- The Washington Times - Tuesday, November 2, 2004

DALLAS — President Bush yesterday lifted off before dawn for a final 18-hour, 2,500-mile campaign blitz across the country, telling thousands of supporters “we’re coming down the stretch and I feel great.”

The president hit five of the nation’s battleground states — Ohio, Wisconsin, Pennsylvania, Iowa and New Mexico — before ending his re-election campaign after midnight right where it all began, in Dallas.

“The finish line is in sight,” Mr. Bush told reporters near Pittsburgh. “I just want to assure you that I have the energy and the optimism and the enthusiasm to cross the line.”

Mr. Bush said he packed seven stops into the last day of the campaign because “I want to continue telling the people what I intend to do to protect them, and how I intend to put policies in place to make sure America is a hopeful place.”

The day started in Cincinnati, where the president boarded a helicopter for a short flight to nearby Wilmington, Ohio, looking none the worse for wear after a vigorous campaign — although aides said Mr. Bush was sucking on throat lozenges and had cut out caffeine to spare his voice.

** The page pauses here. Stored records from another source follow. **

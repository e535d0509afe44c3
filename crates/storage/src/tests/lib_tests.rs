use super::*;

fn sample_session() -> PersistedSession {
    PersistedSession {
        base_url: "https://wx.example.com/cgi-bin/mmwebwx-bin".into(),
        sid: "sid-1".into(),
        skey: "@crypt_skey".into(),
        uin: 12345,
        device_id: "e999471493880231".into(),
        pass_ticket: "ticket".into(),
        cookies: vec![StoredCookie {
            name: "wxuin".into(),
            value: "12345".into(),
        }],
    }
}

#[tokio::test]
async fn round_trips_a_session_blob() {
    let dir = tempfile::tempdir().expect("tempdir");
    let store = FileSessionStore::new(dir.path());

    let session = sample_session();
    store.save(&session).await.expect("save");

    let loaded = store.load().await.expect("load").expect("present");
    assert_eq!(loaded, session);
}

#[tokio::test]
async fn missing_blob_loads_as_none() {
    let dir = tempfile::tempdir().expect("tempdir");
    let store = FileSessionStore::new(dir.path().join("never-created"));
    assert!(store.load().await.expect("load").is_none());
}

#[tokio::test]
async fn corrupt_blob_is_a_load_error() {
    let dir = tempfile::tempdir().expect("tempdir");
    let store = FileSessionStore::new(dir.path());
    tokio::fs::write(dir.path().join("session.json"), b"{not json")
        .await
        .expect("write");

    assert!(store.load().await.is_err());
}

#[tokio::test]
async fn clear_removes_the_blob_and_is_idempotent() {
    let dir = tempfile::tempdir().expect("tempdir");
    let store = FileSessionStore::new(dir.path());
    store.save(&sample_session()).await.expect("save");

    store.clear().await.expect("clear");
    assert!(store.load().await.expect("load").is_none());
    store.clear().await.expect("clear again");
}

#[tokio::test]
async fn save_creates_the_storage_root() {
    let dir = tempfile::tempdir().expect("tempdir");
    let nested = dir.path().join("a").join("b");
    let store = FileSessionStore::new(&nested);

    store.save(&sample_session()).await.expect("save");
    assert!(nested.join("session.json").exists());
}

#[test]
fn completeness_requires_every_credential_field() {
    let full = sample_session();
    assert!(full.is_complete());

    let mut missing_skey = full.clone();
    missing_skey.skey.clear();
    assert!(!missing_skey.is_complete());

    let mut missing_uin = full.clone();
    missing_uin.uin = 0;
    assert!(!missing_uin.is_complete());

    let mut missing_cookies = full.clone();
    missing_cookies.cookies.clear();
    assert!(!missing_cookies.is_complete());

    let mut missing_ticket = full;
    missing_ticket.pass_ticket.clear();
    assert!(!missing_ticket.is_complete());
}

#[tokio::test]
async fn memory_store_round_trips() {
    let store = MemorySessionStore::new();
    assert!(store.load().await.expect("load").is_none());

    store.save(&sample_session()).await.expect("save");
    assert_eq!(
        store.load().await.expect("load"),
        Some(sample_session())
    );

    store.clear().await.expect("clear");
    assert!(store.load().await.expect("load").is_none());
}
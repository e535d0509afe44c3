use shared::{
    domain::Contact,
    protocol::{BaseRequest, SyncCursor},
};
use storage::{PersistedSession, StoredCookie};
use tokio::sync::RwLock;
use uuid::Uuid;

/// Mutable state of one authenticated session. Injected into every
/// component that needs it; written by the login flow and the post-response
/// credential rotation, read (as a consistent snapshot) by every outbound
/// call.
pub struct SessionState {
    inner: RwLock<SessionData>,
}

#[derive(Debug, Clone, Default)]
pub struct SessionData {
    pub base_request: BaseRequest,
    pub base_url: String,
    pub myself: Option<Contact>,
    pub sync_cursor: SyncCursor,
    /// Supervised-login retry counter. Monotonic: it is never reset on a
    /// successful login, matching the indefinitely-retrying bot design.
    pub retry_times: u64,
}

impl SessionState {
    pub fn new() -> Self {
        let mut data = SessionData::default();
        data.base_request.device_id = random_device_id();
        Self {
            inner: RwLock::new(data),
        }
    }

    pub async fn snapshot(&self) -> SessionData {
        self.inner.read().await.clone()
    }

    pub async fn base_request(&self) -> BaseRequest {
        self.inner.read().await.base_request.clone()
    }

    pub async fn base_url(&self) -> String {
        self.inner.read().await.base_url.clone()
    }

    pub async fn my_user_name(&self) -> Option<String> {
        self.inner
            .read()
            .await
            .myself
            .as_ref()
            .map(|c| c.user_name.clone())
    }

    pub async fn myself(&self) -> Option<Contact> {
        self.inner.read().await.myself.clone()
    }

    /// Query-string fragment carrying the rotating credentials, e.g.
    /// `pass_ticket=..&skey=..`.
    pub async fn credential_query(&self) -> String {
        let data = self.inner.read().await;
        format!(
            "pass_ticket={}&skey={}",
            data.base_request.pass_ticket, data.base_request.skey
        )
    }

    pub async fn apply_credentials(
        &self,
        sid: String,
        skey: String,
        uin: i64,
        pass_ticket: String,
        base_url: String,
    ) {
        let mut data = self.inner.write().await;
        data.base_request.sid = sid;
        data.base_request.skey = skey;
        data.base_request.uin = uin;
        data.base_request.pass_ticket = pass_ticket;
        data.base_url = base_url;
    }

    /// The service rotates the security key server-side; every successful
    /// authenticated response that carries one refreshes it here.
    pub async fn rotate_skey(&self, skey: &str) {
        let mut data = self.inner.write().await;
        data.base_request.skey = skey.to_string();
    }

    pub async fn set_myself(&self, myself: Contact) {
        self.inner.write().await.myself = Some(myself);
    }

    pub async fn sync_cursor(&self) -> SyncCursor {
        self.inner.read().await.sync_cursor.clone()
    }

    pub async fn set_sync_cursor(&self, cursor: SyncCursor) {
        self.inner.write().await.sync_cursor = cursor;
    }

    pub async fn bump_retry(&self) -> u64 {
        let mut data = self.inner.write().await;
        data.retry_times += 1;
        data.retry_times
    }

    pub async fn retry_times(&self) -> u64 {
        self.inner.read().await.retry_times
    }

    pub async fn to_persisted(&self, cookies: Vec<StoredCookie>) -> PersistedSession {
        let data = self.inner.read().await;
        PersistedSession {
            base_url: data.base_url.clone(),
            sid: data.base_request.sid.clone(),
            skey: data.base_request.skey.clone(),
            uin: data.base_request.uin,
            device_id: data.base_request.device_id.clone(),
            pass_ticket: data.base_request.pass_ticket.clone(),
            cookies,
        }
    }

    pub async fn restore(&self, persisted: &PersistedSession) {
        let mut data = self.inner.write().await;
        data.base_request.sid = persisted.sid.clone();
        data.base_request.skey = persisted.skey.clone();
        data.base_request.uin = persisted.uin;
        data.base_request.device_id = persisted.device_id.clone();
        data.base_request.pass_ticket = persisted.pass_ticket.clone();
        data.base_url = persisted.base_url.clone();
    }
}

impl Default for SessionState {
    fn default() -> Self {
        Self::new()
    }
}

/// Device ids follow the service's `e` + 15 digits convention.
fn random_device_id() -> String {
    let digits: String = Uuid::new_v4()
        .into_bytes()
        .iter()
        .take(15)
        .map(|b| char::from(b'0' + b % 10))
        .collect();
    format!("e{digits}")
}

#[cfg(test)]
mod tests {
    use super::*;

    #[test]
    fn device_id_matches_service_convention() {
        let id = random_device_id();
        assert_eq!(id.len(), 16);
        assert!(id.starts_with('e'));
        assert!(id[1..].chars().all(|c| c.is_ascii_digit()));
    }

    #[tokio::test]
    async fn persisted_round_trip_preserves_credentials() {
        let state = SessionState::new();
        state
            .apply_credentials(
                "sid-1".into(),
                "skey-1".into(),
                42,
                "ticket-1".into(),
                "https://wx.example.com/cgi-bin/mmwebwx-bin".into(),
            )
            .await;

        let persisted = state
            .to_persisted(vec![StoredCookie {
                name: "wxsid".into(),
                value: "sid-1".into(),
            }])
            .await;
        assert!(persisted.is_complete());

        let restored = SessionState::new();
        restored.restore(&persisted).await;
        let data = restored.snapshot().await;
        assert_eq!(data.base_request.skey, "skey-1");
        assert_eq!(data.base_request.uin, 42);
        assert_eq!(data.base_url, "https://wx.example.com/cgi-bin/mmwebwx-bin");
    }

    #[tokio::test]
    async fn retry_counter_only_grows() {
        let state = SessionState::new();
        assert_eq!(state.bump_retry().await, 1);
        assert_eq!(state.bump_retry().await, 2);
        assert_eq!(state.retry_times().await, 2);
    }
}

Supporters began arriving at the airport rally at 2 a.m. on a wet, chilly day, but even that wasn’t early enough. Hundreds still were trapped in a traffic jam when Marine One touched down just outside an open hangar door — and right in front of the presidential plane as the theme song from “Air Force One” blared out of huge speakers.

Joining Mr. Bush onstage was World Series champion Boston Red Sox pitcher Curt Schilling, who voiced his support for the president last week and then was forced to cancel a planned appearance in New Hampshire when team owners — supporters of Democratic presidential candidate Sen. John Kerry — muzzled him.

The pitcher introduced Mr. Bush, saying, “Those troops deserve all of our support and all of our thanks. There’s something else we can do for them. We can make sure we elect the president, who supports them every step of the way.”

Mr. Bush, aware that no Republican has won the White House without winning Ohio, declared: “I’m asking for your help, and there’s no doubt in my mind, with your help we will win Ohio again and win a great victory.”

The former Texas governor won Ohio in 2000, but the state has lost more than 200,000 jobs since then and the Kerry campaign long ago set its sights on Ohio’s 20 electoral votes.

After a quick stop in Burgettstown, Pa., Mr. Bush touched down before noon for his third rally, this one in Milwaukee, and again urged supporters to turn out at the polls — a factor many election analysts say could determine today’s election.

“It’s close to voting time, and I’m here to ask for your vote and your help: Get your friends and neighbors to go to the polls tomorrow,” the president told cheering supporters in Wisconsin. Before his arrival, country music duo Brooks and Dunn performed their hit that has become the theme of the campaign: “Only in America.”

Mr. Bush then jetted to Des Moines, Iowa, and nearby Sioux City before darting across the country to New Mexico, a state that he lost in the 2000 election by just 366 votes.

In a rainy Des Moines, Sen. Charles E. Grassley introduced the president, saying it is “one day until Iowa goes from being a blue state to being a red state.”

A crowd of nearly 10,000 supporters cheered Mr. Bush and first lady Laura Bush when they arrived at Southern Methodist University at nearly midnight EST. The president basked in applause for several minutes with his wife at his side, pointing at familiar faces in the crowd.

“We had to stop in Dallas,” Mrs. Bush said, noting that her husband kicked off his first gubernatorial run in the city.

The president was scheduled to arrive at his Prairie Chapel Ranch later and planned to vote early today at the fire department in Crawford, Texas.